La loi n°84-610 du 16 juillet 1984, relative à l’organisation et à la promotion des activités physiques et sportives constitue le socle du droit positif applicable aux activités sportives.
Les fédérations agréées peuvent recevoir délégation du Ministre chargé des sports pour la mise en œuvre d’un pouvoir normatif. Celui-ci leur confère le droit et la responsabilité d’édicter les règles techniques de la discipline dont elles ont la charge, d’élaborer les règlements relatifs à l’organisation des manifestations ainsi que les règles de sécurité et de déontologie applicables à la discipline concernée.
Ce pouvoir peut, notamment, être subdélégué aux ligues professionnelles, dans le cadre de l’article L131-9 du Code du Sport.
Ainsi, des “règlements”, ou “normes” propres à chaque sport ont été élaborées par les Fédérations sportives compétentes (voir le rapport d’information déposé le 10 mai 2005, n°22-95, sur les normes édictées par les fédérations et les ligues sportives). Le vocable “normes” a été choisi pour la bonne compréhension de cet article.
Ces normes ont jusqu’à présent été appliquées sans faille.
Toutefois, le Ministre chargé des sports peut déférer à la Juridiction administrative les actes pris en vertu des délégations, dès lors qu’il les estime contraires à la légalité (article L131-20 du Code du Sport).
De même, les Juridictions civiles peuvent être saisies d’un litige relatif à l’application de ces normes.
Un avis du Conseil d’Etat rendu le 20 novembre 2003 a précisé l’étendue et les limites du pouvoir réglementaire autonome des fédérations sportives, sur saisine du Ministre chargé des sports.
Le Juge administratif rappelle tout d’abord que les règles édictées par les fédérations constituent un acte administratif pris pour l’exécution de la mission de service public que la loi confère aux fédérations délégataires. Cet acte est donc susceptible en tant que tel d’être déféré au Juge de l’excès de pouvoir par toute personne justifiant d’un intérêt à agir.

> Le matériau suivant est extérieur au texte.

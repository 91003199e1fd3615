use crate::theme::*;
use eframe::egui;
use egui_taffy::bg::simple::{TuiBackground, TuiBuilderLogicWithBackground};
use egui_taffy::taffy::prelude::{auto, length, percent};
use egui_taffy::{taffy, TuiBuilderLogic};

pub fn draw<'a>(tui: impl TuiBuilderLogic<'a>, code: &str) {
    tui.style(taffy::Style {
        padding: length(10.0),
        size: taffy::Size {
            width: percent(1.),
            height: auto(),
        },
        ..Default::default()
    })
    .bg_add(
        TuiBackground::new()
            .with_background_color(COL_CODE_BG)
            .with_corner_radius(3.0),
        |tui| {
            tui.label(
                egui::RichText::new(code)
                    .monospace()
                    .size(12.0)
                    .color(COL_CODE_TEXT),
            );
        },
    );
}
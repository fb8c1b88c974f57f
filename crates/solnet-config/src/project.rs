use crate::error::{ConfigError, Result};
use crate::networks::{DuplicatePolicy, NetworkRegistry, ProfileBlock};
use crate::presets;
use crate::types::{CompilerOptions, NetworkProfile};
use log::{info, warn};
use serde::de::{self, IgnoredAny, MapAccess, Visitor};
use serde::{Deserialize, Deserializer, Serialize};
use std::fmt;
use std::fs;
use std::path::Path;

/// Everything a build/deploy tool reads from a project: where to deploy and
/// how to compile.
#[derive(Debug, Clone, PartialEq, Eq, Serialize)]
pub struct ProjectConfig {
    pub networks: NetworkRegistry,
    pub solc: CompilerOptions,
}

/// The top level of a configuration document with repeated keys preserved,
/// so duplicates can be resolved by policy instead of by the parser.
struct RawDocument {
    networks: Vec<ProfileBlock>,
    solc: Vec<CompilerOptions>,
}

struct RawDocumentVisitor;

impl<'de> Visitor<'de> for RawDocumentVisitor {
    type Value = RawDocument;

    fn expecting(&self, f: &mut fmt::Formatter) -> fmt::Result {
        f.write_str("a configuration document with `networks` and `solc` keys")
    }

    fn visit_map<A: MapAccess<'de>>(self, mut map: A) -> std::result::Result<RawDocument, A::Error> {
        let mut document = RawDocument {
            networks: Vec::new(),
            solc: Vec::new(),
        };
        while let Some(key) = map.next_key::<String>()? {
            match key.as_str() {
                "networks" => document.networks.push(map.next_value()?),
                "solc" => document.solc.push(map.next_value()?),
                other => {
                    warn!("Ignoring unknown configuration key `{}`", other);
                    map.next_value::<IgnoredAny>()?;
                }
            }
        }
        Ok(document)
    }
}

impl<'de> Deserialize<'de> for RawDocument {
    fn deserialize<D: Deserializer<'de>>(deserializer: D) -> std::result::Result<Self, D::Error> {
        deserializer.deserialize_map(RawDocumentVisitor)
    }
}

impl<'de> Deserialize<'de> for ProjectConfig {
    fn deserialize<D: Deserializer<'de>>(deserializer: D) -> std::result::Result<Self, D::Error> {
        let raw = RawDocument::deserialize(deserializer)?;
        ProjectConfig::from_raw(raw, DuplicatePolicy::Reject).map_err(de::Error::custom)
    }
}

impl Default for ProjectConfig {
    fn default() -> Self {
        let networks = presets::preset(presets::DEVELOPMENT)
            .map(|development| NetworkRegistry::single(presets::DEVELOPMENT, development))
            .unwrap_or_default();
        ProjectConfig {
            networks,
            solc: CompilerOptions::default(),
        }
    }
}

impl ProjectConfig {
    pub fn new(networks: NetworkRegistry, solc: CompilerOptions) -> Self {
        ProjectConfig { networks, solc }
    }

    fn from_raw(raw: RawDocument, policy: DuplicatePolicy) -> Result<Self> {
        let mut solc = raw.solc;
        if solc.len() > 1 {
            return Err(ConfigError::DuplicateKey("solc"));
        }
        let blocks = raw.networks.into_iter().map(|block| block.0).collect();
        Ok(ProjectConfig {
            networks: NetworkRegistry::from_blocks(blocks, policy)?,
            solc: solc.pop().unwrap_or_default(),
        })
    }

    /// Parses a JSON document. JSON objects may repeat `networks`; `policy`
    /// decides what happens when they do.
    pub fn from_json_str(s: &str, policy: DuplicatePolicy) -> Result<Self> {
        let raw: RawDocument = serde_json::from_str(s)?;
        let config = Self::from_raw(raw, policy)?;
        config.validate()?;
        Ok(config)
    }

    /// Parses a TOML document. The TOML parser rejects repeated tables itself.
    pub fn from_toml_str(s: &str, policy: DuplicatePolicy) -> Result<Self> {
        let raw: RawDocument = toml::from_str(s)?;
        let config = Self::from_raw(raw, policy)?;
        config.validate()?;
        Ok(config)
    }

    pub fn from_path(path: impl AsRef<Path>, policy: DuplicatePolicy) -> Result<Self> {
        let path = path.as_ref();
        let extension = path
            .extension()
            .and_then(|ext| ext.to_str())
            .map(str::to_lowercase);

        let config = match extension.as_deref() {
            Some("toml") => Self::from_toml_str(&fs::read_to_string(path)?, policy)?,
            Some("json") => Self::from_json_str(&fs::read_to_string(path)?, policy)?,
            _ => return Err(ConfigError::UnsupportedFormat(path.display().to_string())),
        };

        info!(
            "Loaded {} network profile(s) from {}",
            config.networks.len(),
            path.display()
        );
        Ok(config)
    }

    pub fn validate(&self) -> Result<()> {
        for (name, profile) in self.networks.iter() {
            profile.validate(name)?;
        }
        self.solc.validate()
    }

    pub fn network(&self, name: &str) -> Result<&NetworkProfile> {
        self.networks.select(name)
    }

    pub fn to_json_pretty(&self) -> Result<String> {
        Ok(serde_json::to_string_pretty(self)?)
    }
}
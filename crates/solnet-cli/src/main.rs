use clap::{Parser, Subcommand};
use log::debug;
use solnet_config::{ConfigLoader, DuplicatePolicy, ProjectConfig};
use std::path::PathBuf;

#[derive(Parser)]
#[command(name = "solnet", version, about = "Inspect and validate deployment network configuration")]
struct Cli {
    /// Configuration file (.toml or .json); falls back to SOLNET_CONFIG
    #[arg(long, global = true)]
    config: Option<PathBuf>,

    /// How repeated `networks` declarations are resolved
    #[arg(long, global = true, default_value_t = DuplicatePolicy::Reject)]
    policy: DuplicatePolicy,

    /// .env file to read before loading; defaults to ./.env
    #[arg(long, global = true)]
    env_file: Option<PathBuf>,

    #[command(subcommand)]
    command: Command,
}

#[derive(Subcommand)]
enum Command {
    /// List network profiles
    Networks,
    /// Print one network profile as JSON
    Show { name: String },
    /// Load and validate the configuration
    Check,
    /// Print the effective configuration as JSON
    Dump,
}

fn load(cli: &Cli) -> anyhow::Result<ProjectConfig> {
    let mut loader = ConfigLoader::new().with_policy(cli.policy);
    loader = match &cli.env_file {
        Some(path) => loader.with_dotenv(path),
        None => loader.with_default_dotenv(),
    };
    if let Some(path) = &cli.config {
        loader = loader.with_file(path);
    }
    Ok(loader.load()?)
}

fn run(cli: Cli) -> anyhow::Result<()> {
    let config = load(&cli)?;
    debug!("Resolved {} network profile(s) with policy {}", config.networks.len(), cli.policy);

    match cli.command {
        Command::Networks => {
            for (name, profile) in config.networks.iter() {
                let endpoint = profile
                    .endpoint()
                    .unwrap_or_else(|_| format!("{}:{}", profile.host, profile.port));
                println!("{}\t{}\tnetwork_id={}", name, endpoint, profile.network_id);
            }
        }
        Command::Show { name } => {
            let profile = config.network(&name)?;
            println!("{}", serde_json::to_string_pretty(profile)?);
        }
        Command::Check => println!("ok"),
        Command::Dump => println!("{}", config.to_json_pretty()?),
    }
    Ok(())
}

fn main() {
    env_logger::init();

    if let Err(e) = run(Cli::parse()) {
        eprintln!("Error: {}", e);
        std::process::exit(1);
    }
}
use crate::error::Result;
use crate::networks::DuplicatePolicy;
use crate::project::ProjectConfig;
use crate::types::NetworkId;
use config::{Config, Environment, Map};
use log::{debug, info, warn};
use serde::de::DeserializeOwned;
use std::env;
use std::io::ErrorKind;
use std::path::PathBuf;

/// Environment variable naming the configuration file when none is given.
pub const CONFIG_PATH_VAR: &str = "SOLNET_CONFIG";

/// Prefix of environment overrides, e.g. `SOLNET__NETWORKS__MAINNET__PORT`.
pub const ENV_PREFIX: &str = "SOLNET";
pub const ENV_SEPARATOR: &str = "__";

#[derive(Debug, Clone)]
enum DotenvSource {
    WorkingDir,
    Path(PathBuf),
}

/// Builds a [`ProjectConfig`] from a `.env` file, a configuration file and
/// environment overrides, in that order.
#[derive(Debug, Clone, Default)]
pub struct ConfigLoader {
    file: Option<PathBuf>,
    dotenv: Option<DotenvSource>,
    policy: DuplicatePolicy,
    env_source: Option<Map<String, String>>,
}

impl ConfigLoader {
    pub fn new() -> Self {
        Self::default()
    }

    pub fn with_file(mut self, path: impl Into<PathBuf>) -> Self {
        self.file = Some(path.into());
        self
    }

    pub fn with_dotenv(mut self, path: impl Into<PathBuf>) -> Self {
        self.dotenv = Some(DotenvSource::Path(path.into()));
        self
    }

    pub fn with_default_dotenv(mut self) -> Self {
        self.dotenv = Some(DotenvSource::WorkingDir);
        self
    }

    pub fn with_policy(mut self, policy: DuplicatePolicy) -> Self {
        self.policy = policy;
        self
    }

    /// Reads variables from `vars` instead of the process environment.
    pub fn with_env_source(mut self, vars: Map<String, String>) -> Self {
        self.env_source = Some(vars);
        self
    }

    pub fn load(&self) -> Result<ProjectConfig> {
        self.load_dotenv()?;

        let mut project = match self.config_path() {
            Some(path) => ProjectConfig::from_path(&path, self.policy)?,
            None => {
                info!("No configuration file given, using the default development profile");
                ProjectConfig::default()
            }
        };

        self.apply_env_overrides(&mut project)?;
        project.validate()?;
        Ok(project)
    }

    /// Only the working directory itself is consulted, never its ancestors.
    fn dotenv_path(&self) -> Result<Option<PathBuf>> {
        Ok(match &self.dotenv {
            None => None,
            Some(DotenvSource::WorkingDir) => Some(env::current_dir()?.join(".env")),
            Some(DotenvSource::Path(path)) => Some(path.clone()),
        })
    }

    fn load_dotenv(&self) -> Result<()> {
        let Some(path) = self.dotenv_path()? else {
            return Ok(());
        };

        match dotenv::from_path(&path) {
            Ok(()) => {
                info!("Loaded environment from {}", path.display());
                Ok(())
            }
            Err(dotenv::Error::Io(err)) if err.kind() == ErrorKind::NotFound => {
                debug!("No .env file found, skipping");
                Ok(())
            }
            Err(err) => Err(err.into()),
        }
    }

    fn config_path(&self) -> Option<PathBuf> {
        if let Some(path) = &self.file {
            return Some(path.clone());
        }
        let from_env = match &self.env_source {
            Some(vars) => vars.get(CONFIG_PATH_VAR).cloned(),
            None => env::var(CONFIG_PATH_VAR).ok(),
        };
        from_env.filter(|p| !p.is_empty()).map(PathBuf::from)
    }

    fn apply_env_overrides(&self, project: &mut ProjectConfig) -> Result<()> {
        let overrides = Config::builder()
            .add_source(
                Environment::with_prefix(ENV_PREFIX)
                    .prefix_separator(ENV_SEPARATOR)
                    .separator(ENV_SEPARATOR)
                    .source(self.env_source.clone()),
            )
            .build()?;

        if let Some(profiles) = lookup::<Map<String, config::Value>>(&overrides, "networks")? {
            for name in profiles.keys() {
                if !project.networks.names().any(|known| known.to_lowercase() == *name) {
                    warn!("Ignoring overrides for unknown network profile `{}`", name);
                }
            }
        }

        let names: Vec<String> = project.networks.names().map(str::to_string).collect();
        for name in names {
            let key = |field: &str| format!("networks.{}.{}", name.to_lowercase(), field);
            let host = lookup::<String>(&overrides, &key("host"))?;
            let port = lookup::<u16>(&overrides, &key("port"))?;
            let network_id = lookup::<String>(&overrides, &key("network_id"))?
                .map(|id| NetworkId::parse(&id))
                .transpose()?;

            let Some(profile) = project.networks.get_mut(&name) else {
                continue;
            };
            if let Some(host) = host {
                debug!("Overriding host of `{}` from environment", name);
                profile.host = host;
            }
            if let Some(port) = port {
                debug!("Overriding port of `{}` from environment", name);
                profile.port = port;
            }
            if let Some(network_id) = network_id {
                debug!("Overriding network id of `{}` from environment", name);
                profile.network_id = network_id;
            }
        }

        if let Some(enabled) = lookup::<bool>(&overrides, "solc.optimizer.enabled")? {
            project.solc.optimizer.enabled = enabled;
        }
        if let Some(runs) = lookup::<u32>(&overrides, "solc.optimizer.runs")? {
            project.solc.optimizer.runs = runs;
        }
        Ok(())
    }
}

/// Missing keys are `None`; malformed values are errors.
fn lookup<T: DeserializeOwned>(config: &Config, key: &str) -> Result<Option<T>> {
    match config.get::<T>(key) {
        Ok(value) => Ok(Some(value)),
        Err(config::ConfigError::NotFound(_)) => Ok(None),
        Err(err) => Err(err.into()),
    }
}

Il subordonne en outre l’exercice de ce pouvoir réglementaire à plusieurs conditions, notamment :
- le caractère nécessaire des règles édictées à l’exécution de la mission de service public déléguée,
- la proportionnalité de ces mesures aux exigences de l’activité sportive réglementée,
- la publicité de ces règles,
- la consultation préalable du CNAPS (Conseil National des Activités Physiques et Sportives).
Longtemps considérée comme acquise, la conformité de l’ensemble de ces règlements, décisions et chartes sportives fait l’objet, depuis quelques mois, d’une remise en cause par les Tribunaux.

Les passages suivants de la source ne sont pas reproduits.